### Dataset entries:
::::::::

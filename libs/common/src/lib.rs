//! Common library for the letsBuild backend
//!
//! This crate provides shared functionality used by the auth and api
//! services: PostgreSQL connectivity and schema, the Redis cache client, and
//! the shared database error type.
//!
//! ```rust,no_run
//! use common::database::{DatabaseConfig, health_check, init_pool, run_migrations};
//!
//! #[tokio::main]
//! async fn main() -> Result<(), Box<dyn std::error::Error>> {
//!     let config = DatabaseConfig::from_env()?;
//!     let pool = init_pool(&config).await?;
//!     run_migrations(&pool).await?;
//!     println!("Database health check: {}", health_check(&pool).await?);
//!     Ok(())
//! }
//! ```

pub mod cache;
pub mod database;
pub mod error;
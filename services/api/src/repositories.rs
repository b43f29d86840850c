//! Repositories for database operations

pub mod idea;

pub use idea::IdeaRepository;
impl UrlResult {
    pub fn fetch_failed(url: impl Into<String>, error: &FetchError, attempts: u32, elapsed_ms: u64) -> Self {
        let message = crate::app::truncate_message(&error.to_string());
        Self {
            url: url.into(),
            status: UrlStatus::FetchFailed {
                kind: error.error_type().as_str().to_string(),
                message: message.clone(),
            },
            http_status: match error {
                FetchError::Status(code) => Some(*code),
                _ => None,
            },
            attempts,
            elapsed_ms,
            dynamic: DynamicStatus::Skipped,
            verdicts: Vec::new(),
            page_warnings: Vec::new(),
            error: Some(message),
        }
    }

    /// The worker processing this URL died before producing a record.
    pub fn aborted(url: impl Into<String>, message: &str, elapsed_ms: u64) -> Self {
        let message = crate::app::truncate_message(message);
        Self {
            url: url.into(),
            status: UrlStatus::Aborted {
                message: message.clone(),
            },
            http_status: None,
            attempts: 0,
            elapsed_ms,
            dynamic: DynamicStatus::Skipped,
            verdicts: Vec::new(),
            page_warnings: Vec::new(),
            error: Some(message),
        }
    }

    /// Verdicts with any evidence at all.
    pub fn detected(&self) -> impl Iterator<Item = &TagVerdict> {
        self.verdicts.iter().filter(|v| v.detected)
    }

    pub fn verdict(&self, tag: &str) -> Option<&TagVerdict> {
        self.verdicts.iter().find(|v| v.tag == tag)
    }

    /// The pipeline ran to completion (as opposed to "could not be checked").
    pub fn is_completed(&self) -> bool {
        self.status == UrlStatus::Completed
    }
}
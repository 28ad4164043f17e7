//! Processing statistics tracking.
//!
//! Thread-safe counters for errors, warnings, and informational metrics
//! observed while processing URLs.

use std::collections::HashMap;
use std::hash::Hash;
use std::sync::atomic::{AtomicUsize, Ordering};
use strum::IntoEnumIterator;

use super::types::{ErrorType, InfoType, WarningType};

/// Thread-safe processing statistics tracker.
///
/// Every counter is created up front, so incrementing never allocates and the
/// struct can be shared across worker tasks behind an `Arc`.
pub struct ProcessingStats {
    errors: HashMap<ErrorType, AtomicUsize>,
    warnings: HashMap<WarningType, AtomicUsize>,
    info: HashMap<InfoType, AtomicUsize>,
}

fn counters<T: IntoEnumIterator + Eq + Hash>() -> HashMap<T, AtomicUsize> {
    T::iter().map(|key| (key, AtomicUsize::new(0))).collect()
}

fn bump<T: Eq + Hash + std::fmt::Debug>(map: &HashMap<T, AtomicUsize>, key: T) {
    match map.get(&key) {
        Some(counter) => {
            counter.fetch_add(1, Ordering::Relaxed);
        }
        None => log::error!("No counter for {:?}; ProcessingStats is missing a variant", key),
    }
}

fn read<T: Eq + Hash>(map: &HashMap<T, AtomicUsize>, key: T) -> usize {
    map.get(&key).map(|c| c.load(Ordering::SeqCst)).unwrap_or(0)
}

impl Default for ProcessingStats {
    fn default() -> Self {
        Self::new()
    }
}

impl ProcessingStats {
    pub fn new() -> Self {
        ProcessingStats {
            errors: counters(),
            warnings: counters(),
            info: counters(),
        }
    }

    pub fn increment_error(&self, error: ErrorType) {
        bump(&self.errors, error);
    }

    pub fn increment_warning(&self, warning: WarningType) {
        bump(&self.warnings, warning);
    }

    pub fn increment_info(&self, info_type: InfoType) {
        bump(&self.info, info_type);
    }

    pub fn get_error_count(&self, error: ErrorType) -> usize {
        read(&self.errors, error)
    }

    pub fn get_warning_count(&self, warning: WarningType) -> usize {
        read(&self.warnings, warning)
    }

    pub fn get_info_count(&self, info_type: InfoType) -> usize {
        read(&self.info, info_type)
    }

    /// Get total error count across all error types.
    pub fn total_errors(&self) -> usize {
        ErrorType::iter().map(|e| self.get_error_count(e)).sum()
    }

    /// Get total warning count across all warning types.
    pub fn total_warnings(&self) -> usize {
        WarningType::iter().map(|w| self.get_warning_count(w)).sum()
    }

    /// Get total info count across all info types.
    pub fn total_info(&self) -> usize {
        InfoType::iter().map(|i| self.get_info_count(i)).sum()
    }
}
//! Per-domain latency tracking for adaptive fetch timeouts.

use std::collections::{HashMap, VecDeque};
use std::time::Duration;

use tokio::sync::Mutex;

use crate::config::AdaptiveTimeoutConfig;

/// Rolling record for one domain.
#[derive(Debug, Clone, Default, PartialEq)]
pub struct DomainStats {
    pub samples: u64,
    /// Exponentially weighted moving average of attempt latency, in milliseconds.
    pub ewma_ms: f64,
    pub failures: u64,
    recent_ms: VecDeque<f64>,
}

impl DomainStats {
    fn record(&mut self, elapsed: Duration, success: bool, config: &AdaptiveTimeoutConfig) {
        let ms = elapsed.as_micros() as f64 / 1000.0;
        self.ewma_ms = if self.samples == 0 {
            ms
        } else {
            config.ewma_alpha * ms + (1.0 - config.ewma_alpha) * self.ewma_ms
        };
        self.samples += 1;
        if !success {
            self.failures += 1;
        }
        self.recent_ms.push_back(ms);
        while self.recent_ms.len() > config.window.max(1) {
            self.recent_ms.pop_front();
        }
    }

    /// Nearest-rank 90th percentile of the recent window.
    pub fn p90_ms(&self) -> f64 {
        if self.recent_ms.is_empty() {
            return 0.0;
        }
        let mut sorted: Vec<f64> = self.recent_ms.iter().copied().collect();
        sorted.sort_by(|a, b| a.total_cmp(b));
        let rank = ((0.9 * sorted.len() as f64).ceil() as usize).clamp(1, sorted.len());
        sorted[rank - 1]
    }

    /// Effective timeout derived from this record.
    ///
    /// `max(baseline, headroom × max(p90, ewma)) + failure_step × baseline × min(failures, cap)`,
    /// clamped to the ceiling. A domain without samples gets the baseline.
    pub fn timeout(&self, config: &AdaptiveTimeoutConfig) -> Duration {
        if self.samples == 0 {
            return config.baseline.min(config.ceiling);
        }
        let baseline = config.baseline.as_secs_f64();
        let observed = self.p90_ms().max(self.ewma_ms) / 1000.0;
        let penalty_steps = self.failures.min(config.max_failure_steps) as f64;
        let secs = (config.headroom * observed).max(baseline)
            + config.failure_step * baseline * penalty_steps;
        Duration::from_secs_f64(secs).min(config.ceiling)
    }
}

/// Shared per-run tracker, keyed by host.
///
/// Created empty for every run and handed to the fetcher at construction. Concurrent
/// workers fetching the same domain update it under one lock per call.
#[derive(Debug)]
pub struct DomainStatsTracker {
    config: AdaptiveTimeoutConfig,
    domains: Mutex<HashMap<String, DomainStats>>,
}

impl DomainStatsTracker {
    pub fn new(config: AdaptiveTimeoutConfig) -> Self {
        Self {
            config,
            domains: Mutex::new(HashMap::new()),
        }
    }

    pub fn config(&self) -> &AdaptiveTimeoutConfig {
        &self.config
    }

    /// Timeout for the next attempt against `domain`.
    pub async fn timeout_for(&self, domain: &str) -> Duration {
        let domains = self.domains.lock().await;
        match domains.get(domain) {
            Some(stats) => stats.timeout(&self.config),
            None => self.config.baseline.min(self.config.ceiling),
        }
    }

    /// Records one completed attempt, successful or not.
    pub async fn record(&self, domain: &str, elapsed: Duration, success: bool) {
        let mut domains = self.domains.lock().await;
        domains
            .entry(domain.to_string())
            .or_default()
            .record(elapsed, success, &self.config);
    }

    pub async fn snapshot(&self, domain: &str) -> Option<DomainStats> {
        self.domains.lock().await.get(domain).cloned()
    }
}

#[cfg(test)]
mod tests {
    use super::*;

    fn config() -> AdaptiveTimeoutConfig {
        AdaptiveTimeoutConfig {
            baseline: Duration::from_secs(10),
            ceiling: Duration::from_secs(30),
            ..Default::default()
        }
    }

    #[tokio::test]
    async fn test_unknown_domain_gets_baseline() {
        let tracker = DomainStatsTracker::new(config());
        assert_eq!(tracker.timeout_for("example.com").await, Duration::from_secs(10));
    }

    #[tokio::test]
    async fn test_fast_domain_keeps_baseline() {
        let tracker = DomainStatsTracker::new(config());
        for _ in 0..5 {
            tracker.record("fast.test", Duration::from_millis(200), true).await;
        }
        assert_eq!(tracker.timeout_for("fast.test").await, Duration::from_secs(10));
    }

    #[tokio::test]
    async fn test_slow_domain_gets_more_time_without_affecting_others() {
        let tracker = DomainStatsTracker::new(config());
        for _ in 0..5 {
            tracker.record("slow.test", Duration::from_secs(12), true).await;
        }
        let slow = tracker.timeout_for("slow.test").await;
        assert_eq!(slow, Duration::from_secs(18));
        assert_eq!(tracker.timeout_for("other.test").await, Duration::from_secs(10));
    }

    #[tokio::test]
    async fn test_failures_add_penalty_and_ceiling_holds() {
        let tracker = DomainStatsTracker::new(config());
        tracker.record("flaky.test", Duration::from_secs(1), false).await;
        // baseline 10s + 0.25 × 10s × 1 failure
        assert_eq!(tracker.timeout_for("flaky.test").await, Duration::from_millis(12_500));

        for _ in 0..10 {
            tracker.record("flaky.test", Duration::from_secs(25), false).await;
        }
        assert_eq!(tracker.timeout_for("flaky.test").await, Duration::from_secs(30));
        let stats = tracker.snapshot("flaky.test").await.unwrap();
        assert_eq!(stats.samples, 11);
        assert_eq!(stats.failures, 11);
    }

    #[test]
    fn test_p90_nearest_rank() {
        let cfg = config();
        let mut stats = DomainStats::default();
        for ms in 1..=10 {
            stats.record(Duration::from_millis(ms * 100), true, &cfg);
        }
        assert_eq!(stats.p90_ms(), 900.0);
    }

    #[test]
    fn test_window_is_bounded() {
        let cfg = AdaptiveTimeoutConfig {
            window: 3,
            ..config()
        };
        let mut stats = DomainStats::default();
        for ms in [5000, 100, 100, 100] {
            stats.record(Duration::from_millis(ms), true, &cfg);
        }
        assert_eq!(stats.p90_ms(), 100.0);
        assert_eq!(stats.samples, 4);
    }
}
//! Export of detection results.
//!
//! Results are written as JSON Lines: one complete JSON object per input URL,
//! in input order, suitable for piping to `jq` or loading into other tools.

mod jsonl;
mod pipe;

pub use jsonl::{export_jsonl, write_jsonl};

::::::::

### TASK PROMPT:
When a line of the data holds the string "Ordering", pick it out and copy it.

### EXERCISE RESPONSE:
use std::sync::atomic::{AtomicUsize, Ordering};
            counter.fetch_add(1, Ordering::Relaxed);
    map.get(&key).map(|c| c.load(Ordering::SeqCst)).unwrap_or(0)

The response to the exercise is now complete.